### WORK REQUEST
Return only those lines of the records below in which "match" appears.

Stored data
--------------------------------------------------

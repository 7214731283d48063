pub mod error;
pub mod registry;
pub mod rest;

use std::sync::Arc;

use axum::{
    http::{header, HeaderValue},
    routing::{delete, get, post, put},
    Router,
};
use tokio::sync::{Mutex, RwLock};
use tower_http::set_header::SetResponseHeaderLayer;

use spotsaver_store::{Geocoder, SpotStore};

pub use error::ApiError;
pub use registry::{FormRegistry, MAX_OPEN_FORMS};

pub struct AppState {
    pub store: RwLock<SpotStore>,
    pub geocoder: Arc<dyn Geocoder>,
    pub forms: Mutex<FormRegistry>,
}

impl AppState {
    pub fn new(store: SpotStore, geocoder: Arc<dyn Geocoder>) -> Self {
        Self {
            store: RwLock::new(store),
            geocoder,
            forms: Mutex::new(FormRegistry::new()),
        }
    }
}

pub fn build_router(state: Arc<AppState>) -> Router {
    Router::new()
        // Health check
        .route("/", get(|| async { "ok" }))
        // Spots
        .route("/api/spots", get(rest::spots::api_spots).post(rest::spots::api_create_spot))
        .route("/api/spots/pin", post(rest::spots::api_drop_pin))
        .route(
            "/api/spots/{id}",
            get(rest::spots::api_spot_detail).put(rest::spots::api_update_spot),
        )
        .route("/api/map", get(rest::spots::api_map))
        .route("/api/tags", get(rest::spots::api_tags))
        .route("/api/stats", get(rest::spots::api_stats))
        // Creation forms
        .route("/api/forms", post(rest::forms::api_open_form))
        .route(
            "/api/forms/{id}",
            put(rest::forms::api_update_form).delete(rest::forms::api_cancel_form),
        )
        .route("/api/forms/{id}/submit", post(rest::forms::api_submit_form))
        // Notifications
        .route("/api/notifications", get(rest::notifications::api_notifications))
        .route(
            "/api/notifications/{id}",
            delete(rest::notifications::api_dismiss_notification),
        )
        .with_state(state)
        // CORS
        .layer(
            tower_http::cors::CorsLayer::new()
                .allow_origin(tower_http::cors::Any)
                .allow_methods(tower_http::cors::Any)
                .allow_headers(tower_http::cors::Any),
        )
        .layer(SetResponseHeaderLayer::overriding(
            header::CACHE_CONTROL,
            HeaderValue::from_static("no-store"),
        ))
        // Logging layer: method + path only
        .layer(
            tower_http::trace::TraceLayer::new_for_http().make_span_with(
                |request: &axum::http::Request<_>| {
                    tracing::info_span!(
                        "http_request",
                        method = %request.method(),
                        path = %request.uri().path(),
                    )
                },
            ),
        )
}
//! The "add spot" form.
//!
//! ```text
//! Editing ──submit──▶ Validating ──ok──▶ Submitted
//!    ▲                   │
//!    └──invalid/geocode──┘
//! any ──cancel──▶ Closed
//! ```
//!
//! A failed submit keeps every entered value. Only a successful submit or a
//! cancel clears the fields.

use serde::{Deserialize, Serialize};
use tokio_util::sync::CancellationToken;
use tracing::{debug, info};

use geocode_client::GeocodeError;
use spotsaver_common::{Coordinates, DraftError, SpotDraft, Tags};

use crate::geocoder::Geocoder;

#[derive(Debug, Clone, Copy, PartialEq, Eq, Serialize)]
#[serde(rename_all = "snake_case")]
pub enum FormState {
    Editing,
    Validating,
    Submitted,
    Closed,
}

impl std::fmt::Display for FormState {
    fn fmt(&self, f: &mut std::fmt::Formatter<'_>) -> std::fmt::Result {
        match self {
            FormState::Editing => write!(f, "editing"),
            FormState::Validating => write!(f, "validating"),
            FormState::Submitted => write!(f, "submitted"),
            FormState::Closed => write!(f, "closed"),
        }
    }
}

#[derive(Debug, thiserror::Error)]
pub enum FormError {
    #[error("Spot name is required")]
    MissingName,

    #[error("Spot location is required")]
    MissingLocation,

    #[error("{}", .0.message())]
    Geocode(#[from] GeocodeError),

    #[error("Form was cancelled")]
    Cancelled,

    #[error("Form is {0}, not editable")]
    NotEditing(FormState),
}

impl From<DraftError> for FormError {
    fn from(err: DraftError) -> Self {
        match err {
            DraftError::MissingName => FormError::MissingName,
            DraftError::MissingLocation => FormError::MissingLocation,
        }
    }
}

/// Everything the user can type into the form.
#[derive(Debug, Clone, Default, PartialEq, Serialize, Deserialize)]
#[serde(rename_all = "camelCase")]
pub struct FormFields {
    #[serde(default)]
    pub name: String,
    #[serde(default)]
    pub location: String,
    /// Pasted map link; when present its geocoded position wins.
    #[serde(default)]
    pub url: String,
    #[serde(default)]
    pub notes: String,
    #[serde(default)]
    pub tags: Tags,
    /// Position picked on the map before the form was opened.
    #[serde(default)]
    pub initial_coordinates: Option<Coordinates>,
}

/// Work that has to happen outside the form before it can finish submitting.
#[derive(Debug, Clone)]
pub struct Submission {
    url: Option<String>,
    token: CancellationToken,
}

impl Submission {
    pub fn url(&self) -> Option<&str> {
        self.url.as_deref()
    }

    /// Geocode the pasted link, if any. Resolves to `Cancelled` as soon as the
    /// owning form is cancelled, dropping the in-flight lookup.
    pub async fn geocode(&self, geocoder: &dyn Geocoder) -> Result<Option<Coordinates>, FormError> {
        let Some(url) = self.url.as_deref() else {
            return Ok(None);
        };

        tokio::select! {
            biased;
            _ = self.token.cancelled() => Err(FormError::Cancelled),
            result = geocoder.geocode(url) => result.map(Some).map_err(FormError::from),
        }
    }
}

#[derive(Debug)]
pub struct SpotForm {
    fields: FormFields,
    state: FormState,
    token: CancellationToken,
}

impl Default for SpotForm {
    fn default() -> Self {
        Self::new()
    }
}

impl SpotForm {
    pub fn new() -> Self {
        Self {
            fields: FormFields::default(),
            state: FormState::Editing,
            token: CancellationToken::new(),
        }
    }

    /// Open the form pre-filled with a position picked on the map.
    pub fn at(coordinates: Coordinates) -> Self {
        let mut form = Self::new();
        form.fields.initial_coordinates = Some(coordinates);
        form
    }

    pub fn state(&self) -> FormState {
        self.state
    }

    pub fn fields(&self) -> &FormFields {
        &self.fields
    }

    pub fn is_cancelled(&self) -> bool {
        self.token.is_cancelled()
    }

    // --- editing ---

    fn editable(&mut self) -> Result<&mut FormFields, FormError> {
        match self.state {
            FormState::Editing => Ok(&mut self.fields),
            FormState::Closed => Err(FormError::Cancelled),
            other => Err(FormError::NotEditing(other)),
        }
    }

    /// Replace all fields at once.
    pub fn update(&mut self, fields: FormFields) -> Result<(), FormError> {
        *self.editable()? = fields;
        Ok(())
    }

    pub fn set_name(&mut self, name: impl Into<String>) -> Result<(), FormError> {
        self.editable()?.name = name.into();
        Ok(())
    }

    pub fn set_location(&mut self, location: impl Into<String>) -> Result<(), FormError> {
        self.editable()?.location = location.into();
        Ok(())
    }

    pub fn set_url(&mut self, url: impl Into<String>) -> Result<(), FormError> {
        self.editable()?.url = url.into();
        Ok(())
    }

    pub fn set_notes(&mut self, notes: impl Into<String>) -> Result<(), FormError> {
        self.editable()?.notes = notes.into();
        Ok(())
    }

    pub fn set_initial_coordinates(&mut self, coordinates: Coordinates) -> Result<(), FormError> {
        self.editable()?.initial_coordinates = Some(coordinates);
        Ok(())
    }

    /// Returns `false` for blank or duplicate tags.
    pub fn add_tag(&mut self, tag: &str) -> Result<bool, FormError> {
        Ok(self.editable()?.tags.insert(tag))
    }

    pub fn remove_tag(&mut self, tag: &str) -> Result<bool, FormError> {
        Ok(self.editable()?.tags.remove(tag))
    }

    // --- submitting ---

    /// Validate and move to `Validating`. Missing name or location sends the
    /// form back to `Editing` with its values intact.
    pub fn begin_submit(&mut self) -> Result<Submission, FormError> {
        self.editable()?;

        if self.fields.name.trim().is_empty() {
            return Err(FormError::MissingName);
        }
        if self.fields.location.trim().is_empty() {
            return Err(FormError::MissingLocation);
        }

        self.state = FormState::Validating;
        let url = Some(self.fields.url.trim().to_string()).filter(|u| !u.is_empty());
        Ok(Submission {
            url,
            token: self.token.clone(),
        })
    }

    /// Apply the geocoding outcome. On success the form yields its draft,
    /// clears itself and becomes `Submitted`; on failure it returns to `Editing`.
    pub fn finish(
        &mut self,
        outcome: Result<Option<Coordinates>, FormError>,
    ) -> Result<SpotDraft, FormError> {
        if self.token.is_cancelled() || self.state == FormState::Closed {
            debug!("Discarding submit result for cancelled form");
            return Err(FormError::Cancelled);
        }
        if self.state != FormState::Validating {
            return Err(FormError::NotEditing(self.state));
        }

        let geocoded = match outcome {
            Ok(geocoded) => geocoded,
            Err(e) => {
                self.state = FormState::Editing;
                return Err(e);
            }
        };

        let fields = std::mem::take(&mut self.fields);
        let coordinates = geocoded
            .or(fields.initial_coordinates)
            .unwrap_or(Coordinates::SENTINEL);
        let notes = fields.notes.trim().to_string();

        let draft = SpotDraft {
            name: fields.name.trim().to_string(),
            location: fields.location.trim().to_string(),
            coordinates,
            tags: fields.tags,
            notes: Some(notes).filter(|n| !n.is_empty()),
        };

        self.state = FormState::Submitted;
        info!(name = %draft.name, geocoded = geocoded.is_some(), "Spot form submitted");
        Ok(draft)
    }

    /// Validate, geocode and finish, for callers that own the form outright.
    pub async fn submit(&mut self, geocoder: &dyn Geocoder) -> Result<SpotDraft, FormError> {
        let submission = self.begin_submit()?;
        let outcome = submission.geocode(geocoder).await;
        self.finish(outcome)
    }

    /// Close the form from any state, discarding input and any pending lookup.
    pub fn cancel(&mut self) {
        self.token.cancel();
        self.fields = FormFields::default();
        self.state = FormState::Closed;
    }
}
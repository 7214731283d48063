use async_trait::async_trait;
use geocode_client::{GeocodeClient, GeocodeError};

use spotsaver_common::Coordinates;

/// Resolves a pasted map link into coordinates.
#[async_trait]
pub trait Geocoder: Send + Sync {
    async fn geocode(&self, map_url: &str) -> Result<Coordinates, GeocodeError>;
}

#[async_trait]
impl Geocoder for GeocodeClient {
    async fn geocode(&self, map_url: &str) -> Result<Coordinates, GeocodeError> {
        let coords = self.lookup(map_url).await?;
        Ok(Coordinates::new(coords.lat, coords.lng))
    }
}
//! Creation forms that are open across requests.

use std::collections::{HashMap, VecDeque};

use tracing::debug;
use uuid::Uuid;

use spotsaver_store::SpotForm;

pub const MAX_OPEN_FORMS: usize = 100;

/// Open forms by id. Once full, opening another form cancels and drops the
/// oldest one.
#[derive(Debug)]
pub struct FormRegistry {
    forms: HashMap<Uuid, SpotForm>,
    order: VecDeque<Uuid>,
    capacity: usize,
}

impl Default for FormRegistry {
    fn default() -> Self {
        Self::new()
    }
}

impl FormRegistry {
    pub fn new() -> Self {
        Self::with_capacity(MAX_OPEN_FORMS)
    }

    pub fn with_capacity(capacity: usize) -> Self {
        Self {
            forms: HashMap::new(),
            order: VecDeque::new(),
            capacity: capacity.max(1),
        }
    }

    /// Returns the id of the form evicted to make room, if any.
    pub fn insert(&mut self, id: Uuid, form: SpotForm) -> Option<Uuid> {
        let mut evicted = None;
        if self.forms.len() >= self.capacity {
            while let Some(oldest) = self.order.pop_front() {
                if let Some(mut stale) = self.forms.remove(&oldest) {
                    stale.cancel();
                    debug!(form = %oldest, "Evicted oldest open form");
                    evicted = Some(oldest);
                    break;
                }
            }
        }

        self.order.push_back(id);
        self.forms.insert(id, form);
        evicted
    }

    pub fn get(&self, id: &Uuid) -> Option<&SpotForm> {
        self.forms.get(id)
    }

    pub fn get_mut(&mut self, id: &Uuid) -> Option<&mut SpotForm> {
        self.forms.get_mut(id)
    }

    pub fn remove(&mut self, id: &Uuid) -> Option<SpotForm> {
        let form = self.forms.remove(id)?;
        self.order.retain(|open| open != id);
        Some(form)
    }

    pub fn len(&self) -> usize {
        self.forms.len()
    }

    pub fn is_empty(&self) -> bool {
        self.forms.is_empty()
    }
}

#[cfg(test)]
mod tests {
    use super::*;

    #[test]
    fn full_registry_evicts_the_oldest_form() {
        let mut registry = FormRegistry::with_capacity(2);
        let (a, b, c) = (Uuid::new_v4(), Uuid::new_v4(), Uuid::new_v4());

        assert_eq!(registry.insert(a, SpotForm::new()), None);
        assert_eq!(registry.insert(b, SpotForm::new()), None);
        assert_eq!(registry.insert(c, SpotForm::new()), Some(a));

        assert_eq!(registry.len(), 2);
        assert!(registry.get(&a).is_none());
        assert!(registry.get(&b).is_some());
    }

    #[test]
    fn removed_forms_do_not_count_toward_eviction() {
        let mut registry = FormRegistry::with_capacity(2);
        let (a, b, c) = (Uuid::new_v4(), Uuid::new_v4(), Uuid::new_v4());

        registry.insert(a, SpotForm::new());
        registry.insert(b, SpotForm::new());
        registry.remove(&a);

        assert_eq!(registry.insert(c, SpotForm::new()), None);
        assert_eq!(registry.len(), 2);
        assert!(registry.get(&b).is_some());
    }
}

--------------------------------------------------

### EXERCISE RESULT
        match self {
        match err {
        match self.state {
        let geocoded = match outcome {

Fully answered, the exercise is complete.